Work out how many lines of the material contain the string "based". Respond with the number only.

*EXERCISE INPUTS:*
┄┄┄┄┄┄┄┄┄┄
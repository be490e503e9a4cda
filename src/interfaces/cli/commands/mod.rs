//! CLI command implementations
//!
//! This module re-exports all CLI command functions.

mod config_gen;
mod resolve;
mod shorten;
mod stats;

pub use config_gen::config_generate;
pub use resolve::resolve_link;
pub use shorten::{build_requests, load_batch_file, shorten_links};
pub use stats::show_stats;
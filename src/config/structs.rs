use serde::{Deserialize, Serialize};

use crate::errors::{QuicklinkError, Result};

/// 默认配置文件路径
pub const DEFAULT_CONFIG_PATH: &str = "config.toml";

/// 环境变量前缀，例如 QL__SERVER__PORT=9000
pub const ENV_PREFIX: &str = "QL";

/// 静态配置（从 TOML 与环境变量加载，启动时使用）
#[derive(Debug, Clone, Serialize, Deserialize, Default, PartialEq)]
pub struct StaticConfig {
    #[serde(default)]
    pub server: ServerConfig,
    #[serde(default)]
    pub storage: StorageConfig,
    #[serde(default)]
    pub shortener: ShortenerConfig,
    #[serde(default)]
    pub logging: LoggingConfig,
}

impl StaticConfig {
    /// 从 TOML 文件和环境变量加载配置
    ///
    /// 优先级：ENV > 配置文件 > 默认值。
    /// 加载失败时打印错误并使用默认值（此时日志系统尚未初始化）。
    pub fn load(path: Option<&str>) -> Self {
        let path = path.unwrap_or(DEFAULT_CONFIG_PATH);
        match Self::load_from(path) {
            Ok(config) => {
                if std::path::Path::new(path).exists() {
                    eprintln!("[INFO] Configuration loaded from: {}", path);
                }
                config
            }
            Err(e) => {
                eprintln!("[ERROR] {}", e.format_simple());
                Self::default()
            }
        }
    }

    /// Load `path` (optional on disk) and apply `QL__*` environment overrides.
    pub fn load_from(path: &str) -> Result<Self> {
        use config::{Config, Environment, File};

        let settings = Config::builder()
            .add_source(File::with_name(path).required(false))
            .add_source(
                Environment::with_prefix(ENV_PREFIX)
                    .separator("__")
                    .try_parsing(true),
            )
            .build()?;

        let config: StaticConfig = settings.try_deserialize()?;
        config.validate()?;
        Ok(config)
    }

    /// Parse a TOML document without consulting the environment.
    pub fn from_toml(content: &str) -> Result<Self> {
        use config::{Config, File, FileFormat};

        let config: StaticConfig = Config::builder()
            .add_source(File::from_str(content, FileFormat::Toml))
            .build()?
            .try_deserialize()?;
        config.validate()?;
        Ok(config)
    }

    /// Reject values the services cannot work with.
    pub fn validate(&self) -> Result<()> {
        if self.shortener.code_length == 0 {
            return Err(QuicklinkError::config("shortener.code_length must be at least 1"));
        }
        if self.shortener.default_validity_minutes == 0 {
            return Err(QuicklinkError::config(
                "shortener.default_validity_minutes must be at least 1",
            ));
        }
        if self.shortener.max_batch_size == 0 {
            return Err(QuicklinkError::config("shortener.max_batch_size must be at least 1"));
        }
        if !crate::utils::is_valid_url(&self.shortener.base_url) {
            return Err(QuicklinkError::config(format!(
                "shortener.base_url is not an absolute URL: {}",
                self.shortener.base_url
            )));
        }
        Ok(())
    }

    /// 生成示例 TOML 配置文件
    pub fn sample_toml() -> Result<String> {
        toml::to_string_pretty(&Self::default())
            .map_err(|e| QuicklinkError::config(format!("Failed to render sample config: {}", e)))
    }
}

#[derive(Debug, Clone, Serialize, Deserialize, PartialEq)]
pub struct ServerConfig {
    #[serde(default = "default_server_host")]
    pub host: String,
    #[serde(default = "default_server_port")]
    pub port: u16,
    #[serde(default = "default_workers")]
    pub workers: usize,
}

#[derive(Debug, Clone, Serialize, Deserialize, PartialEq)]
pub struct StorageConfig {
    #[serde(default = "default_storage_backend")]
    pub backend: String,
    #[serde(default = "default_data_dir")]
    pub data_dir: String,
}

#[derive(Debug, Clone, Serialize, Deserialize, PartialEq)]
pub struct ShortenerConfig {
    /// Origin prepended to every short code
    #[serde(default = "default_base_url")]
    pub base_url: String,
    #[serde(default = "default_code_length")]
    pub code_length: usize,
    #[serde(default = "default_validity_minutes")]
    pub default_validity_minutes: u32,
    #[serde(default = "default_max_batch_size")]
    pub max_batch_size: usize,
}

#[derive(Debug, Clone, Serialize, Deserialize, PartialEq)]
pub struct LoggingConfig {
    #[serde(default = "default_log_level")]
    pub level: String,
    #[serde(default = "default_log_format")]
    pub format: String,
    #[serde(default)]
    pub file: Option<String>,
    #[serde(default)]
    pub enable_rotation: bool,
    #[serde(default = "default_max_backups")]
    pub max_backups: u32,
}

// ============================================================
// Default value functions
// ============================================================

fn default_server_host() -> String {
    "127.0.0.1".to_string()
}

fn default_server_port() -> u16 {
    3000
}

fn default_workers() -> usize {
    num_cpus::get().min(32)
}

fn default_storage_backend() -> String {
    "file".to_string()
}

fn default_data_dir() -> String {
    "data".to_string()
}

fn default_base_url() -> String {
    "http://localhost:3000".to_string()
}

fn default_code_length() -> usize {
    6
}

fn default_validity_minutes() -> u32 {
    30
}

fn default_max_batch_size() -> usize {
    5
}

fn default_log_level() -> String {
    "info".to_string()
}

fn default_log_format() -> String {
    "text".to_string()
}

fn default_max_backups() -> u32 {
    5
}

impl Default for ServerConfig {
    fn default() -> Self {
        Self {
            host: default_server_host(),
            port: default_server_port(),
            workers: default_workers(),
        }
    }
}

impl Default for StorageConfig {
    fn default() -> Self {
        Self {
            backend: default_storage_backend(),
            data_dir: default_data_dir(),
        }
    }
}

impl Default for ShortenerConfig {
    fn default() -> Self {
        Self {
            base_url: default_base_url(),
            code_length: default_code_length(),
            default_validity_minutes: default_validity_minutes(),
            max_batch_size: default_max_batch_size(),
        }
    }
}

impl Default for LoggingConfig {
    fn default() -> Self {
        Self {
            level: default_log_level(),
            format: default_log_format(),
            file: None,
            enable_rotation: false,
            max_backups: default_max_backups(),
        }
    }
}

#[cfg(test)]
mod tests {
    use super::*;

    #[test]
    fn test_defaults() {
        let config = StaticConfig::default();
        assert_eq!(config.server.host, "127.0.0.1");
        assert_eq!(config.server.port, 3000);
        assert_eq!(config.storage.backend, "file");
        assert_eq!(config.storage.data_dir, "data");
        assert_eq!(config.shortener.base_url, "http://localhost:3000");
        assert_eq!(config.shortener.code_length, 6);
        assert_eq!(config.shortener.default_validity_minutes, 30);
        assert_eq!(config.shortener.max_batch_size, 5);
        assert_eq!(config.logging.level, "info");
        assert!(config.logging.file.is_none());
        assert!(config.validate().is_ok());
    }

    #[test]
    fn test_partial_toml_keeps_defaults() {
        let config = StaticConfig::from_toml(
            r#"
            [shortener]
            base_url = "https://sho.rt"
            default_validity_minutes = 90

            [storage]
            backend = "memory"
            "#,
        )
        .unwrap();

        assert_eq!(config.shortener.base_url, "https://sho.rt");
        assert_eq!(config.shortener.default_validity_minutes, 90);
        assert_eq!(config.shortener.code_length, 6);
        assert_eq!(config.storage.backend, "memory");
        assert_eq!(config.storage.data_dir, "data");
        assert_eq!(config.server.port, 3000);
    }

    #[test]
    fn test_rejects_zero_batch_size() {
        let err = StaticConfig::from_toml("[shortener]\nmax_batch_size = 0\n").unwrap_err();
        assert_eq!(err.code(), "E004");
    }

    #[test]
    fn test_rejects_relative_base_url() {
        let err = StaticConfig::from_toml("[shortener]\nbase_url = \"localhost\"\n").unwrap_err();
        assert!(err.message().contains("base_url"));
    }

    #[test]
    fn test_sample_toml_parses_back() {
        let sample = StaticConfig::sample_toml().unwrap();
        assert!(sample.contains("[shortener]"));
        let parsed = StaticConfig::from_toml(&sample).unwrap();
        assert_eq!(parsed, StaticConfig::default());
    }
}
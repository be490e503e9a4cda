pub mod validators;

pub use validators::{is_alphanumeric, is_valid_url};

/// Base-36 alphabet used for generated short codes
pub const CODE_ALPHABET: &[u8] = b"0123456789abcdefghijklmnopqrstuvwxyz";

pub fn generate_random_code(length: usize) -> String {
    use std::iter;

    // 从 base-36 字符集中随机选择
    iter::repeat_with(|| CODE_ALPHABET[rand::random_range(0..CODE_ALPHABET.len())] as char)
        .take(length)
        .collect()
}
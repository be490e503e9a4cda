use std::sync::Arc;

use actix_web::{HttpResponse, Responder, web};

use crate::services::StatsService;

pub struct StatsRouteService {}

impl StatsRouteService {
    pub async fn handle_stats(stats: web::Data<Arc<StatsService>>) -> impl Responder {
        HttpResponse::Ok().json(stats.entries().await)
    }
}

pub fn stats_routes() -> actix_web::Resource {
    web::resource("/stats").route(web::get().to(StatsRouteService::handle_stats))
}
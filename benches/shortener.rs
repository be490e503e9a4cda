//! 校验与短码生成基准测试

use std::sync::Arc;

use criterion::{BenchmarkId, Criterion, criterion_group, criterion_main};
use quicklink::services::{RandomCodeGenerator, ShortenRequest, ShortenerService, ShortenerSettings};
use quicklink::storage::{LinkStore, MemoryBackend};
use quicklink::utils::{generate_random_code, is_alphanumeric, is_valid_url};

// ============== 校验函数 ==============

fn bench_validators(c: &mut Criterion) {
    let mut group = c.benchmark_group("validators");

    group.bench_function("url_valid", |b| {
        b.iter(|| assert!(is_valid_url("https://example.com/path?query=1")));
    });

    group.bench_function("url_invalid", |b| {
        b.iter(|| assert!(!is_valid_url("not a url")));
    });

    group.bench_function("alphanumeric", |b| {
        b.iter(|| assert!(is_alphanumeric("k3j9x1")));
    });

    group.finish();
}

// ============== 短码生成 ==============

fn bench_generate_code(c: &mut Criterion) {
    let mut group = c.benchmark_group("generate_random_code");

    for length in [6, 12, 32] {
        group.bench_with_input(BenchmarkId::from_parameter(length), &length, |b, &len| {
            b.iter(|| generate_random_code(len));
        });
    }

    group.finish();
}

// ============== 批次校验 ==============

fn bench_validate_batch(c: &mut Criterion) {
    let store = Arc::new(LinkStore::new(Arc::new(MemoryBackend::new())));
    let service = ShortenerService::new(
        store,
        Arc::new(RandomCodeGenerator::default()),
        ShortenerSettings::default(),
    );

    let batch: Vec<ShortenRequest> = (0..5)
        .map(|i| {
            ShortenRequest::new(format!("https://site{}.example/page", i))
                .with_validity("45")
                .with_shortcode(format!("code{}", i))
        })
        .collect();

    c.bench_function("validate_full_batch", |b| {
        b.iter(|| service.validate(&batch).is_ok());
    });
}

criterion_group!(
    benches,
    bench_validators,
    bench_generate_code,
    bench_validate_batch
);
criterion_main!(benches);
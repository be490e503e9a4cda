use std::fmt;

/// 单条校验失败
///
/// `index` 为批次内从 1 开始的序号。
#[derive(Debug, Clone, PartialEq, Eq)]
pub enum Violation {
    BatchSize { len: usize, max: usize },
    InvalidUrl { index: usize },
    InvalidShortcode { index: usize },
    InvalidValidity { index: usize },
}

impl Violation {
    /// 违规所属请求的序号（批次级别违规返回 `None`）
    pub fn index(&self) -> Option<usize> {
        match self {
            Violation::BatchSize { .. } => None,
            Violation::InvalidUrl { index }
            | Violation::InvalidShortcode { index }
            | Violation::InvalidValidity { index } => Some(*index),
        }
    }
}

impl fmt::Display for Violation {
    fn fmt(&self, f: &mut fmt::Formatter<'_>) -> fmt::Result {
        match self {
            Violation::BatchSize { len, max } => write!(
                f,
                "Batch must contain between 1 and {} links (got {})",
                max, len
            ),
            Violation::InvalidUrl { index } => write!(f, "URL #{} is invalid", index),
            Violation::InvalidShortcode { index } => {
                write!(f, "Shortcode #{} must be alphanumeric", index)
            }
            Violation::InvalidValidity { index } => write!(
                f,
                "Validity #{} must be a positive whole number of minutes",
                index
            ),
        }
    }
}

/// 批次校验错误，包含整个批次内的所有违规
#[derive(Debug, Clone, PartialEq, Eq)]
pub struct ValidationError {
    violations: Vec<Violation>,
}

impl ValidationError {
    pub fn new(violations: Vec<Violation>) -> Self {
        Self { violations }
    }

    pub fn violations(&self) -> &[Violation] {
        &self.violations
    }

    /// 每条违规一行的用户可读消息
    pub fn messages(&self) -> Vec<String> {
        self.violations.iter().map(ToString::to_string).collect()
    }

    /// 是否存在引用指定请求序号的违规
    pub fn references(&self, index: usize) -> bool {
        self.violations.iter().any(|v| v.index() == Some(index))
    }
}

impl fmt::Display for ValidationError {
    fn fmt(&self, f: &mut fmt::Formatter<'_>) -> fmt::Result {
        write!(f, "{}", self.messages().join("\n"))
    }
}

impl std::error::Error for ValidationError {}

#[derive(Debug, Clone)]
pub enum QuicklinkError {
    Validation(ValidationError),
    FileOperation(String),
    Serialization(String),
    Config(String),
    StorageBackendNotFound(String),
}

impl QuicklinkError {
    /// 获取错误代码
    pub fn code(&self) -> &'static str {
        match self {
            QuicklinkError::Validation(_) => "E001",
            QuicklinkError::FileOperation(_) => "E002",
            QuicklinkError::Serialization(_) => "E003",
            QuicklinkError::Config(_) => "E004",
            QuicklinkError::StorageBackendNotFound(_) => "E005",
        }
    }

    /// 获取错误类型名称
    pub fn error_type(&self) -> &'static str {
        match self {
            QuicklinkError::Validation(_) => "Validation Error",
            QuicklinkError::FileOperation(_) => "File Operation Error",
            QuicklinkError::Serialization(_) => "Serialization Error",
            QuicklinkError::Config(_) => "Configuration Error",
            QuicklinkError::StorageBackendNotFound(_) => "Storage Backend Not Found",
        }
    }

    /// 获取错误详情
    pub fn message(&self) -> String {
        match self {
            QuicklinkError::Validation(err) => err.to_string(),
            QuicklinkError::FileOperation(msg)
            | QuicklinkError::Serialization(msg)
            | QuicklinkError::Config(msg)
            | QuicklinkError::StorageBackendNotFound(msg) => msg.clone(),
        }
    }

    /// 格式化为彩色输出（用于 Server 模式）
    pub fn format_colored(&self) -> String {
        use colored::Colorize;
        format!(
            "{} {} {}\n  {}",
            "[ERROR]".red().bold(),
            self.code().yellow(),
            self.error_type().red(),
            self.message().white()
        )
    }

    /// 格式化为简洁输出（用于 CLI 模式）
    pub fn format_simple(&self) -> String {
        format!("{}: {}", self.error_type(), self.message())
    }
}

impl fmt::Display for QuicklinkError {
    fn fmt(&self, f: &mut fmt::Formatter<'_>) -> fmt::Result {
        write!(f, "{}", self.format_simple())
    }
}

impl std::error::Error for QuicklinkError {}

// 便捷的构造函数
impl QuicklinkError {
    pub fn file_operation<T: Into<String>>(msg: T) -> Self {
        QuicklinkError::FileOperation(msg.into())
    }

    pub fn serialization<T: Into<String>>(msg: T) -> Self {
        QuicklinkError::Serialization(msg.into())
    }

    pub fn config<T: Into<String>>(msg: T) -> Self {
        QuicklinkError::Config(msg.into())
    }

    pub fn storage_backend_not_found<T: Into<String>>(msg: T) -> Self {
        QuicklinkError::StorageBackendNotFound(msg.into())
    }
}

impl From<ValidationError> for QuicklinkError {
    fn from(err: ValidationError) -> Self {
        QuicklinkError::Validation(err)
    }
}

impl From<std::io::Error> for QuicklinkError {
    fn from(err: std::io::Error) -> Self {
        QuicklinkError::FileOperation(err.to_string())
    }
}

impl From<serde_json::Error> for QuicklinkError {
    fn from(err: serde_json::Error) -> Self {
        QuicklinkError::Serialization(err.to_string())
    }
}

impl From<config::ConfigError> for QuicklinkError {
    fn from(err: config::ConfigError) -> Self {
        QuicklinkError::Config(err.to_string())
    }
}

pub type Result<T> = std::result::Result<T, QuicklinkError>;
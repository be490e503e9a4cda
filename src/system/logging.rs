//! Logging system initialization
//!
//! This module provides functions to initialize the tracing/logging system
//! based on application configuration.

use std::path::Path;

use tracing_appender::non_blocking::WorkerGuard;
use tracing_appender::rolling;

use crate::config::LoggingConfig;
use crate::errors::{QuicklinkError, Result};

/// Initialize logging system based on configuration
///
/// Writes to stdout unless `logging.file` is set; with
/// `logging.enable_rotation` the file rolls daily and keeps
/// `logging.max_backups` old files.
///
/// # Returns
/// * `WorkerGuard` - Must be kept alive for the duration of the program
///   to ensure non-blocking log writes are flushed
///
/// A second call leaves the first subscriber in place.
pub fn init_logging(config: &LoggingConfig) -> Result<WorkerGuard> {
    let log_file = config.file.as_deref().filter(|f| !f.is_empty());

    let writer: Box<dyn std::io::Write + Send + Sync> = match log_file {
        Some(log_file) if config.enable_rotation => {
            let path = Path::new(log_file);
            let dir = path
                .parent()
                .filter(|p| !p.as_os_str().is_empty())
                .unwrap_or(Path::new("."));
            let prefix = path
                .file_name()
                .and_then(|f| f.to_str())
                .unwrap_or("quicklink.log")
                .trim_end_matches(".log")
                .to_string();
            let appender = rolling::Builder::new()
                .rotation(rolling::Rotation::DAILY)
                .filename_prefix(prefix)
                .filename_suffix("log")
                .max_log_files(config.max_backups.max(1) as usize)
                .build(dir)
                .map_err(|e| {
                    QuicklinkError::file_operation(format!(
                        "Failed to create rolling log appender: {}",
                        e
                    ))
                })?;
            Box::new(appender)
        }
        Some(log_file) => {
            let file = std::fs::OpenOptions::new()
                .create(true)
                .append(true)
                .open(log_file)
                .map_err(|e| {
                    QuicklinkError::file_operation(format!(
                        "Failed to open log file {}: {}",
                        log_file, e
                    ))
                })?;
            Box::new(file)
        }
        None => Box::new(std::io::stdout()),
    };

    let (non_blocking_writer, guard) = tracing_appender::non_blocking(writer);
    let filter = tracing_subscriber::EnvFilter::try_new(&config.level)
        .unwrap_or_else(|_| tracing_subscriber::EnvFilter::new("info"));

    let subscriber_builder = tracing_subscriber::fmt()
        .with_writer(non_blocking_writer)
        .with_env_filter(filter)
        .with_level(true)
        .with_ansi(log_file.is_none());

    // 已有全局 subscriber 时忽略
    let _ = if config.format == "json" {
        subscriber_builder.json().try_init()
    } else {
        subscriber_builder.try_init()
    };

    Ok(guard)
}
//! Response helpers shared by the route handlers

use actix_web::HttpResponse;
use actix_web::http::StatusCode;
use serde::Serialize;

use crate::errors::QuicklinkError;

#[derive(Debug, Serialize)]
pub struct ErrorBody {
    pub code: &'static str,
    pub error: &'static str,
    #[serde(skip_serializing_if = "Vec::is_empty")]
    pub violations: Vec<String>,
    #[serde(skip_serializing_if = "Option::is_none")]
    pub message: Option<String>,
}

/// 错误对应的 HTTP 状态码
pub fn http_status(err: &QuicklinkError) -> StatusCode {
    match err {
        QuicklinkError::Validation(_) => StatusCode::BAD_REQUEST,
        _ => StatusCode::INTERNAL_SERVER_ERROR,
    }
}

/// 从 QuicklinkError 构建 JSON 错误响应
pub fn error_response(err: &QuicklinkError) -> HttpResponse {
    let body = match err {
        QuicklinkError::Validation(validation) => ErrorBody {
            code: err.code(),
            error: err.error_type(),
            violations: validation.messages(),
            message: None,
        },
        _ => ErrorBody {
            code: err.code(),
            error: err.error_type(),
            violations: Vec::new(),
            message: Some(err.message()),
        },
    };

    HttpResponse::build(http_status(err))
        .append_header(("Content-Type", "application/json; charset=utf-8"))
        .json(body)
}
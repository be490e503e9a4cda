//! Slot backends
//!
//! A slot backend stores opaque string values under string keys. The link
//! store keeps its whole record list in one slot, so a backend only needs
//! whole-value `load` and `save`.

mod file;
mod memory;

use async_trait::async_trait;

use crate::errors::Result;

pub use file::FileBackend;
pub use memory::MemoryBackend;

#[async_trait]
pub trait SlotBackend: Send + Sync {
    /// Raw value stored under `key`, or `None` when the slot was never written.
    async fn load(&self, key: &str) -> Result<Option<String>>;

    /// Replace the value stored under `key`.
    async fn save(&self, key: &str, value: &str) -> Result<()>;

    fn backend_name(&self) -> &'static str;
}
┄┄┄┄┄┄┄┄┄┄
*FINAL ANSWER:*
2